Each line of the data below must be given again exactly as written.
== Segment start ==
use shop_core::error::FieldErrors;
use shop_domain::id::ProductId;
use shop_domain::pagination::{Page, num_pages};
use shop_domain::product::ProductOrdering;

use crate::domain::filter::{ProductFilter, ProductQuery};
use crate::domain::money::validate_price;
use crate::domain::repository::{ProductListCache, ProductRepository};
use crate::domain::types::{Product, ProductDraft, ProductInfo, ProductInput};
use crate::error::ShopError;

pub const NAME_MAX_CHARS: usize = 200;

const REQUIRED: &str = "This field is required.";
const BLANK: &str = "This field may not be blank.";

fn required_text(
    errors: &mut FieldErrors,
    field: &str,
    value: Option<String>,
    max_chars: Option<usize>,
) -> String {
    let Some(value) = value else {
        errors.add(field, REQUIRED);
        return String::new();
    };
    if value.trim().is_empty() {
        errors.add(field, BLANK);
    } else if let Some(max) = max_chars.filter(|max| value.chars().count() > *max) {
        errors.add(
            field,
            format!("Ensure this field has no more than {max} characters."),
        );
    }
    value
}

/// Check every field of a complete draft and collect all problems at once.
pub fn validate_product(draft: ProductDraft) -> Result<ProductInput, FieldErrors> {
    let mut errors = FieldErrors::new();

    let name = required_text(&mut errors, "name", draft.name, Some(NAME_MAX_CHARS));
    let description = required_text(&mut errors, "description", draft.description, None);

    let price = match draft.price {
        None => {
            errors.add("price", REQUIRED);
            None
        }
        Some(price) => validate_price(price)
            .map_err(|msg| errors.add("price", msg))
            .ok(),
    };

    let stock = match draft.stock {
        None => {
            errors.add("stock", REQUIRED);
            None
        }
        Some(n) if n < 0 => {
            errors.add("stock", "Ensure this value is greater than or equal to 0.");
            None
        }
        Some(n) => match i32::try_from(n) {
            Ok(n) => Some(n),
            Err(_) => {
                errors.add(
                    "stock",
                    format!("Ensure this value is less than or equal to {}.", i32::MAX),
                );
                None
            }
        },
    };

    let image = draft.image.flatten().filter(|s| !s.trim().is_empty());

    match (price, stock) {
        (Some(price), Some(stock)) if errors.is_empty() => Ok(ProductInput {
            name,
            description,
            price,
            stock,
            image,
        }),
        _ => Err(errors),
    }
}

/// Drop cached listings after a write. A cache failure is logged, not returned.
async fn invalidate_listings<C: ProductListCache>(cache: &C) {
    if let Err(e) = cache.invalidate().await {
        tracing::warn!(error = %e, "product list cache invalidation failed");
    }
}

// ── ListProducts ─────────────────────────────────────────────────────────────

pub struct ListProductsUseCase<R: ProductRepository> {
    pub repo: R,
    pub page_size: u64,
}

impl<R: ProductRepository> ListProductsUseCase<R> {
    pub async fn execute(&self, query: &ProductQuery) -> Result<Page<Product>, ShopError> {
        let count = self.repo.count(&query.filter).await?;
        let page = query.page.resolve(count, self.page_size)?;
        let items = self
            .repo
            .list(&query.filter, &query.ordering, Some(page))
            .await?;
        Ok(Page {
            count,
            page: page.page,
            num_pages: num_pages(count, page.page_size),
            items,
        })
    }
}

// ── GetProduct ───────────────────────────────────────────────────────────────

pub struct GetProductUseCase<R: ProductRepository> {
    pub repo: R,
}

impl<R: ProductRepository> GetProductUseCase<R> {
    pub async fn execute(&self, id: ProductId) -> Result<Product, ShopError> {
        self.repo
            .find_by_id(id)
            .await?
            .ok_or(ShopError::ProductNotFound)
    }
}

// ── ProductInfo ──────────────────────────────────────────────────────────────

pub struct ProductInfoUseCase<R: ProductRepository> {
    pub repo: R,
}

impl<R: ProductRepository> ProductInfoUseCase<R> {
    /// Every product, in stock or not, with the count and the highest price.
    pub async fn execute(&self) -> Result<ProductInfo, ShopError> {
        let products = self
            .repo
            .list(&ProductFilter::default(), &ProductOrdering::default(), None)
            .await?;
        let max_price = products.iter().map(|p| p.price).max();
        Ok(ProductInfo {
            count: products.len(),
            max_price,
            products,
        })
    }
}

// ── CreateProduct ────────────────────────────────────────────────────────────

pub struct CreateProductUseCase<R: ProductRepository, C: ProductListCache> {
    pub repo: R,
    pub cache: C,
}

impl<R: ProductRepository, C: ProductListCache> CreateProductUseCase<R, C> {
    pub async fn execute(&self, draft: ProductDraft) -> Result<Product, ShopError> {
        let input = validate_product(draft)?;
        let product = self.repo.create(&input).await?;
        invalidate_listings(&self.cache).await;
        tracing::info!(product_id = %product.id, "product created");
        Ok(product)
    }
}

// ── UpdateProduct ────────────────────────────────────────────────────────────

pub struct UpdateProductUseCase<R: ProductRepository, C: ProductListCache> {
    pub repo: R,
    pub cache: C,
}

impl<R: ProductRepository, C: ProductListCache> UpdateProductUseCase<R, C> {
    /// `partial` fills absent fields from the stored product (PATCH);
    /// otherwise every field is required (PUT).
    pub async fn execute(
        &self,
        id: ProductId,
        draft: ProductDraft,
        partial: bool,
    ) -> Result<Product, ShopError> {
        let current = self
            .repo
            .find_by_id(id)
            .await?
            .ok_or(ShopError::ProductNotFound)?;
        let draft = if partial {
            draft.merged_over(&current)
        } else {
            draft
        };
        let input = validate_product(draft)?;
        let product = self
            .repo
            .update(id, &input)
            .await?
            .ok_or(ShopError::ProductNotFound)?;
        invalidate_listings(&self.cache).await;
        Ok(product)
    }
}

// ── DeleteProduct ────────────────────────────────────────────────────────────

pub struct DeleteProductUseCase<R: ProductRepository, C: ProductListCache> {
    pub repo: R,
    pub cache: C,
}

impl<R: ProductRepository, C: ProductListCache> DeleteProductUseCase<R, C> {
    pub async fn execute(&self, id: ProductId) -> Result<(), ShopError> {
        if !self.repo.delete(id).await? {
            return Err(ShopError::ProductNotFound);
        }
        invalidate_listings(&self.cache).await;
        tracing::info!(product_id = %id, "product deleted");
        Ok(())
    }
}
== Segment end ==
EXERCISE SOLUTION:
use shop_core::error::FieldErrors;
use shop_domain::id::ProductId;
use shop_domain::pagination::{Page, num_pages};
use shop_domain::product::ProductOrdering;

use crate::domain::filter::{ProductFilter, ProductQuery};
use crate::domain::money::validate_price;
use crate::domain::repository::{ProductListCache, ProductRepository};
use crate::domain::types::{Product, ProductDraft, ProductInfo, ProductInput};
use crate::error::ShopError;

pub const NAME_MAX_CHARS: usize = 200;

const REQUIRED: &str = "This field is required.";
const BLANK: &str = "This field may not be blank.";

fn required_text(
    errors: &mut FieldErrors,
    field: &str,
    value: Option<String>,
    max_chars: Option<usize>,
) -> String {
    let Some(value) = value else {
        errors.add(field, REQUIRED);
        return String::new();
    };
    if value.trim().is_empty() {
        errors.add(field, BLANK);
    } else if let Some(max) = max_chars.filter(|max| value.chars().count() > *max) {
        errors.add(
            field,
            format!("Ensure this field has no more than {max} characters."),
        );
    }
    value
}

/// Check every field of a complete draft and collect all problems at once.
pub fn validate_product(draft: ProductDraft) -> Result<ProductInput, FieldErrors> {
    let mut errors = FieldErrors::new();

    let name = required_text(&mut errors, "name", draft.name, Some(NAME_MAX_CHARS));
    let description = required_text(&mut errors, "description", draft.description, None);

    let price = match draft.price {
        None => {
            errors.add("price", REQUIRED);
            None
        }
        Some(price) => validate_price(price)
            .map_err(|msg| errors.add("price", msg))
            .ok(),
    };

    let stock = match draft.stock {
        None => {
            errors.add("stock", REQUIRED);
            None
        }
        Some(n) if n < 0 => {
            errors.add("stock", "Ensure this value is greater than or equal to 0.");
            None
        }
        Some(n) => match i32::try_from(n) {
            Ok(n) => Some(n),
            Err(_) => {
                errors.add(
                    "stock",
                    format!("Ensure this value is less than or equal to {}.", i32::MAX),
                );
                None
            }
        },
    };

    let image = draft.image.flatten().filter(|s| !s.trim().is_empty());

    match (price, stock) {
        (Some(price), Some(stock)) if errors.is_empty() => Ok(ProductInput {
            name,
            description,
            price,
            stock,
            image,
        }),
        _ => Err(errors),
    }
}

/// Drop cached listings after a write. A cache failure is logged, not returned.
async fn invalidate_listings<C: ProductListCache>(cache: &C) {
    if let Err(e) = cache.invalidate().await {
        tracing::warn!(error = %e, "product list cache invalidation failed");
    }
}

// ── ListProducts ─────────────────────────────────────────────────────────────

pub struct ListProductsUseCase<R: ProductRepository> {
    pub repo: R,
    pub page_size: u64,
}

impl<R: ProductRepository> ListProductsUseCase<R> {
    pub async fn execute(&self, query: &ProductQuery) -> Result<Page<Product>, ShopError> {
        let count = self.repo.count(&query.filter).await?;
        let page = query.page.resolve(count, self.page_size)?;
        let items = self
            .repo
            .list(&query.filter, &query.ordering, Some(page))
            .await?;
        Ok(Page {
            count,
            page: page.page,
            num_pages: num_pages(count, page.page_size),
            items,
        })
    }
}

// ── GetProduct ───────────────────────────────────────────────────────────────

pub struct GetProductUseCase<R: ProductRepository> {
    pub repo: R,
}

impl<R: ProductRepository> GetProductUseCase<R> {
    pub async fn execute(&self, id: ProductId) -> Result<Product, ShopError> {
        self.repo
            .find_by_id(id)
            .await?
            .ok_or(ShopError::ProductNotFound)
    }
}

// ── ProductInfo ──────────────────────────────────────────────────────────────

pub struct ProductInfoUseCase<R: ProductRepository> {
    pub repo: R,
}

impl<R: ProductRepository> ProductInfoUseCase<R> {
    /// Every product, in stock or not, with the count and the highest price.
    pub async fn execute(&self) -> Result<ProductInfo, ShopError> {
        let products = self
            .repo
            .list(&ProductFilter::default(), &ProductOrdering::default(), None)
            .await?;
        let max_price = products.iter().map(|p| p.price).max();
        Ok(ProductInfo {
            count: products.len(),
            max_price,
            products,
        })
    }
}

// ── CreateProduct ────────────────────────────────────────────────────────────

pub struct CreateProductUseCase<R: ProductRepository, C: ProductListCache> {
    pub repo: R,
    pub cache: C,
}

impl<R: ProductRepository, C: ProductListCache> CreateProductUseCase<R, C> {
    pub async fn execute(&self, draft: ProductDraft) -> Result<Product, ShopError> {
        let input = validate_product(draft)?;
        let product = self.repo.create(&input).await?;
        invalidate_listings(&self.cache).await;
        tracing::info!(product_id = %product.id, "product created");
        Ok(product)
    }
}

// ── UpdateProduct ────────────────────────────────────────────────────────────

pub struct UpdateProductUseCase<R: ProductRepository, C: ProductListCache> {
    pub repo: R,
    pub cache: C,
}

impl<R: ProductRepository, C: ProductListCache> UpdateProductUseCase<R, C> {
    /// `partial` fills absent fields from the stored product (PATCH);
    /// otherwise every field is required (PUT).
    pub async fn execute(
        &self,
        id: ProductId,
        draft: ProductDraft,
        partial: bool,
    ) -> Result<Product, ShopError> {
        let current = self
            .repo
            .find_by_id(id)
            .await?
            .ok_or(ShopError::ProductNotFound)?;
        let draft = if partial {
            draft.merged_over(&current)
        } else {
            draft
        };
        let input = validate_product(draft)?;
        let product = self
            .repo
            .update(id, &input)
            .await?
            .ok_or(ShopError::ProductNotFound)?;
        invalidate_listings(&self.cache).await;
        Ok(product)
    }
}

// ── DeleteProduct ────────────────────────────────────────────────────────────

pub struct DeleteProductUseCase<R: ProductRepository, C: ProductListCache> {
    pub repo: R,
    pub cache: C,
}

impl<R: ProductRepository, C: ProductListCache> DeleteProductUseCase<R, C> {
    pub async fn execute(&self, id: ProductId) -> Result<(), ShopError> {
        if !self.repo.delete(id).await? {
            return Err(ShopError::ProductNotFound);
        }
        invalidate_listings(&self.cache).await;
        tracing::info!(product_id = %id, "product deleted");
        Ok(())
    }
}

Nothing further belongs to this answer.